Progettazione e Architettura

Milano, Azzone (Arexpo): nella Città della scienza concorsi per giovani e archistar

Massimo Frontera

Il presidente della società che gestisce la maxi-trasformazione dell'area che ha ospitato l'Expo 2015

Dalla trasformazione dell'ex area dell'Expo 2015 arriveranno nuove opportunità per i progettisti. A dirlo è Giovanni Azzone, il presidente di Arexpo, la società partecipata da amministrazioni pubbliche e Fiera Milano che sta guidando l'insediamento delle nuove funzioni legate alla scienza, alla farmaceutica e all'innovazione. Il 28 novembre scorso è stata svelata la proposta di masterplan firmata da Carlo Ratti con l'investitore australiano LendLease che ha vinto il concorso lanciato nel gennaio scorso.
Proposta che ora va trasformata in Pii e poi approvata dal Comune. Fin da ora, però, gli studi di architettura - sia quelli più famosi sia quelli più giovani - possono guardare con attenzione alle prossime mosse del big australiano, che investirà 1,4 miliardi di euro in questa operazione a Milano e che per 99 anni gestirà la maxi-area.
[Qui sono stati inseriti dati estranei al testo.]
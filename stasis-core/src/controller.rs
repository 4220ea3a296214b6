// SPDX-License-Identifier: Apache-2.0
// Copyright 2025 Ankit Kumar Pandey

//! Process controller: runs one snapshot end to end.
//!
//! Order of operations: validate label, claim the in-flight slot, quiesce,
//! capture memory, execution state and descriptors, write the image, then
//! either terminate the guest or resume it. A failure at any step resumes
//! every thread and leaves no image behind.

use std::path::PathBuf;
use std::sync::atomic::{AtomicBool, Ordering};
use std::time::{Duration, Instant};

use crate::capture;
use crate::error::SnapshotError;
use crate::guest::vcpu::RegisterFile;
use crate::guest::{GuestExit, GuestInner};
use crate::image::{ImageHeader, ImageMetadata, SnapshotImage, SnapshotWriter};
use crate::types::{SnapshotLabel, VcpuId};

/// The thread that requested a snapshot and its live registers.
#[derive(Debug)]
pub struct Initiator<'a> {
    pub id: VcpuId,
    pub registers: &'a RegisterFile,
}

/// Result of a successful snapshot.
#[derive(Debug, Clone)]
pub struct SnapshotOutcome {
    pub label: SnapshotLabel,
    pub path: PathBuf,
    pub image_bytes: u64,
    pub memory_bytes: u64,
    /// Descriptors closed in non-strict mode.
    pub warnings: Vec<String>,
    /// The guest was terminated after the image was written.
    pub terminated: bool,
    pub elapsed: Duration,
}

/// Releases the in-flight slot when a snapshot attempt ends.
struct InFlight<'a>(&'a AtomicBool);

impl Drop for InFlight<'_> {
    fn drop(&mut self) {
        self.0.store(false, Ordering::Release);
    }
}

/// Serializes snapshot attempts for one guest. At most one is in flight;
/// concurrent requests fail fast with [`SnapshotError::SnapshotInProgress`].
#[derive(Debug, Default)]
pub struct ProcessController {
    in_flight: AtomicBool,
}

impl ProcessController {
    pub fn new() -> Self {
        Self::default()
    }

    /// A snapshot is currently being taken.
    pub fn is_busy(&self) -> bool {
        self.in_flight.load(Ordering::Acquire)
    }

    fn claim(&self) -> Result<InFlight<'_>, SnapshotError> {
        self.in_flight
            .compare_exchange(false, true, Ordering::AcqRel, Ordering::Acquire)
            .map(|_| InFlight(&self.in_flight))
            .map_err(|_| SnapshotError::SnapshotInProgress)
    }

    pub(crate) fn take(
        &self,
        guest: &GuestInner,
        initiator: Option<Initiator<'_>>,
        label: &str,
        description: &str,
        live: bool,
    ) -> Result<SnapshotOutcome, SnapshotError> {
        let started = Instant::now();
        let result = self.run(guest, initiator, label, description, live, started);

        match &result {
            Ok(outcome) => tracing::info!(
                label = %outcome.label,
                path = %outcome.path.display(),
                image_bytes = outcome.image_bytes,
                memory_bytes = outcome.memory_bytes,
                dropped = outcome.warnings.len(),
                terminated = outcome.terminated,
                elapsed_ms = outcome.elapsed.as_millis() as u64,
                "Snapshot written"
            ),
            Err(e) => tracing::warn!(
                label,
                error = %e,
                elapsed_ms = started.elapsed().as_millis() as u64,
                "Snapshot failed; guest continues"
            ),
        }

        result
    }

    fn run(
        &self,
        guest: &GuestInner,
        initiator: Option<Initiator<'_>>,
        label: &str,
        description: &str,
        live: bool,
        started: Instant,
    ) -> Result<SnapshotOutcome, SnapshotError> {
        let label = SnapshotLabel::new(label)?;
        let _in_flight = self.claim()?;

        if guest.is_exiting() {
            return Err(SnapshotError::CaptureFailed {
                reason: "guest is exiting".to_string(),
            });
        }

        let config = &guest.config;
        let writer = SnapshotWriter::new(&config.directory)?;

        tracing::debug!(
            label = %label,
            initiator = ?initiator.as_ref().map(|i| i.id),
            live,
            "Snapshot requested"
        );

        let quiesced = guest
            .barrier
            .quiesce(initiator.as_ref().map(|i| i.id), config.quiesce_timeout)?;

        let memory = capture::memory::capture(&guest.memory, config.capture_workers)?;
        let execution = capture::execution::capture(&guest.vcpu_slots(), initiator.as_ref())?;
        let descriptors = capture::descriptors::capture(&guest.fds, config.strict_descriptors)?;
        let signals = guest.signals.snapshot();

        let image = SnapshotImage {
            header: ImageHeader::new(label.clone(), description, live),
            metadata: ImageMetadata {
                program: guest.program.name().to_string(),
                warnings: descriptors.warnings,
            },
            memory,
            execution,
            descriptors: descriptors.table,
            signals,
        };
        image.validate()?;

        let written = writer.write(&image)?;

        if !live {
            // Exit is recorded before any thread resumes
            guest.request_exit(GuestExit::Snapshotted {
                path: written.path.clone(),
            });
        }
        drop(quiesced);

        Ok(SnapshotOutcome {
            label,
            path: written.path,
            image_bytes: written.bytes,
            memory_bytes: image.memory_bytes(),
            warnings: image.metadata.warnings,
            terminated: !live,
            elapsed: started.elapsed(),
        })
    }
}

#[cfg(test)]
mod tests {
    use super::*;

    #[test]
    fn test_single_flight() {
        let controller = ProcessController::new();
        let first = controller.claim().unwrap();
        assert!(controller.is_busy());
        assert!(matches!(
            controller.claim(),
            Err(SnapshotError::SnapshotInProgress)
        ));
        drop(first);
        assert!(!controller.is_busy());
        assert!(controller.claim().is_ok());
    }
}
// SPDX-License-Identifier: Apache-2.0
// Copyright 2025 Ankit Kumar Pandey

//! Guest signal dispositions and signal sets.

use std::collections::BTreeMap;
use std::fmt;
use std::sync::{PoisonError, RwLock};

use serde::{Deserialize, Serialize};

use crate::error::GuestError;

/// Highest signal number the guest can use.
pub const MAX_SIGNAL: i32 = 64;

/// Handler value meaning "default action".
pub const SIG_DFL: u64 = 0;

/// Handler value meaning "ignore".
pub const SIG_IGN: u64 = 1;

const SIGKILL: i32 = 9;
const SIGSTOP: i32 = 19;

/// A set of guest signals, bit `n - 1` for signal `n`.
#[derive(Clone, Copy, Default, PartialEq, Eq, Hash, Serialize, Deserialize)]
pub struct SigSet(u64);

impl SigSet {
    pub const fn empty() -> Self {
        Self(0)
    }

    pub const fn from_bits(bits: u64) -> Self {
        Self(bits)
    }

    pub const fn bits(&self) -> u64 {
        self.0
    }

    pub const fn is_empty(&self) -> bool {
        self.0 == 0
    }

    /// Set containing only `signo`.
    pub fn single(signo: i32) -> Result<Self, GuestError> {
        Ok(Self(signal_bit(signo)?))
    }

    pub fn contains(&self, signo: i32) -> bool {
        signal_bit(signo).is_ok_and(|bit| self.0 & bit != 0)
    }

    pub fn insert(&mut self, signo: i32) -> Result<(), GuestError> {
        self.0 |= signal_bit(signo)?;
        Ok(())
    }

    pub fn remove(&mut self, signo: i32) -> Result<(), GuestError> {
        self.0 &= !signal_bit(signo)?;
        Ok(())
    }

    pub const fn union(self, other: Self) -> Self {
        Self(self.0 | other.0)
    }

    pub const fn difference(self, other: Self) -> Self {
        Self(self.0 & !other.0)
    }

    /// Lowest-numbered signal in the set.
    pub fn lowest(&self) -> Option<i32> {
        (self.0 != 0).then(|| self.0.trailing_zeros() as i32 + 1)
    }
}

impl fmt::Debug for SigSet {
    fn fmt(&self, f: &mut fmt::Formatter<'_>) -> fmt::Result {
        write!(f, "SigSet({:#018x})", self.0)
    }
}

fn signal_bit(signo: i32) -> Result<u64, GuestError> {
    if !(1..=MAX_SIGNAL).contains(&signo) {
        return Err(GuestError::InvalidSignal { signo });
    }
    Ok(1u64 << (signo - 1))
}

/// How the guest handles one signal.
#[derive(Debug, Clone, Copy, Default, PartialEq, Eq, Serialize, Deserialize)]
pub struct SignalDisposition {
    /// Guest address of the handler, or [`SIG_DFL`] / [`SIG_IGN`].
    pub handler: u64,
    pub flags: u64,
    /// Signals blocked while the handler runs.
    pub mask: SigSet,
    pub restorer: u64,
}

impl SignalDisposition {
    pub fn handler(handler: u64) -> Self {
        Self {
            handler,
            ..Self::default()
        }
    }

    pub fn is_default(&self) -> bool {
        *self == Self::default()
    }
}

/// Process-wide signal dispositions. Only non-default entries are stored.
#[derive(Debug, Default)]
pub struct SignalTable {
    dispositions: RwLock<BTreeMap<i32, SignalDisposition>>,
}

impl SignalTable {
    pub fn new() -> Self {
        Self::default()
    }

    /// Install a disposition, returning the previous one.
    pub fn set(
        &self,
        signo: i32,
        disposition: SignalDisposition,
    ) -> Result<SignalDisposition, GuestError> {
        signal_bit(signo)?;
        if signo == SIGKILL || signo == SIGSTOP {
            return Err(GuestError::InvalidSignal { signo });
        }

        let mut table = self
            .dispositions
            .write()
            .unwrap_or_else(PoisonError::into_inner);
        let previous = if disposition.is_default() {
            table.remove(&signo)
        } else {
            table.insert(signo, disposition)
        };
        Ok(previous.unwrap_or_default())
    }

    pub fn get(&self, signo: i32) -> Result<SignalDisposition, GuestError> {
        signal_bit(signo)?;
        Ok(self
            .dispositions
            .read()
            .unwrap_or_else(PoisonError::into_inner)
            .get(&signo)
            .copied()
            .unwrap_or_default())
    }

    /// Copy of every non-default disposition.
    pub fn snapshot(&self) -> BTreeMap<i32, SignalDisposition> {
        self.dispositions
            .read()
            .unwrap_or_else(PoisonError::into_inner)
            .clone()
    }

    /// Replace the whole table.
    pub(crate) fn replace_all(
        &self,
        dispositions: &BTreeMap<i32, SignalDisposition>,
    ) -> Result<(), GuestError> {
        for &signo in dispositions.keys() {
            signal_bit(signo)?;
        }
        *self
            .dispositions
            .write()
            .unwrap_or_else(PoisonError::into_inner) = dispositions.clone();
        Ok(())
    }
}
«Non è compito della società Arexpo fare il disegno del singolo edificio sull'area data in concessione, però - riferisce il presidente di Arexpo Giovanni Azzone - attraverso concorsi o attraverso altre forme di selezione di architetti, si avranno comunque tante firme diverse: LendLease ha esplicitamente detto che per le progettazioni ci saranno "in parte stelle del firmamento ma in parte anche giovani che ci diano idee di futuro"». «L'idea - aggiunge - è che in questa piccola città del futuro, proprio come in una normale città, ci debbano essere tante firme e quindi tanti architetti: da qui la scelta di coinvolgere sia professionisti affermati sia architetti giovani».
«Altro aspetto - prosegue Azzone - è quello della costruzione vera e propria, in cui la filosofia annunciata è quella del "chilometro zero"». In altre parole, a Milano non arriverà un grande costruttore, magari straniero, ma «ci si rivolgerà in modo almeno prevalente a imprese del territorio».

La tabella di marcia, prevede l'avvio al più presto del confronto con gli enti locali per definire al più presto il documento di piano. «L'obiettivo che ci siamo dati - è sempre Azzone che parla - è di terminare questa fase per la metà del 2018, mentre il contratto di concessione con LendLease sarà firmato entro l'anno, anche perché LendLease si è offerta di erogare un canone di concessione già nel 2018, e quindi l'anno prossimo si prevedono già delle attività».
«Entro la fine del 2018 ci siamo dati l'obiettivo di definire i primi interventi per la parte privata e nel 2019 di avviare i cantieri, sempre per la parte privata». Le prime ruspe, in ogni caso, non tarderanno, perché sul fronte delle attività a matrice pubblica il lavoro è più avanzato: «Il Galeazzi - riferisce sempre Azzone - sta definendo le ultime fasi della procedura con il comune di Milano con l'obiettivo di far partire i cantieri a marzo 2018 in modo da finire il nuovo complesso ospedaliero nel 2021-2022. Per cui a marzo prevediamo l'apertura del cantiere per il nuovo edificio di 16 piani».
Ancora più avanti è il primo "embrione" dello Human Technopole: «Il primo lotto dei lavori per la rifunzionalizzazione di Palazzo Italia si conclude il 22 dicembre: quindi a gennaio avremo sul sito la presenza stabile del primo gruppo di ricercatori e quella di Arexpo, che trasferisce lì la sua sede. Quanto all'Università Statale, credo che tra gennaio e febbraio saranno votate le delibere da parte del consiglio di amministrazione e subito dopo partirà la progettazione esecutiva».

Azzone non nasconde la soddisfazione sul fatto che il Parco della scienza, del sapere e dell'innovazione - con il concept allo stesso tempo visionario e concreto di Carlo Ratti - sta marciando con il piede giusto: «Quando siamo partiti il sentimento predominate era forse lo scetticismo, ma in questo primo anno e mezzo abbiamo rispettato le scadenze e abbiamo coinvolto un operatore internazionale a un piano di investimenti di 1,4 miliardi sul territorio».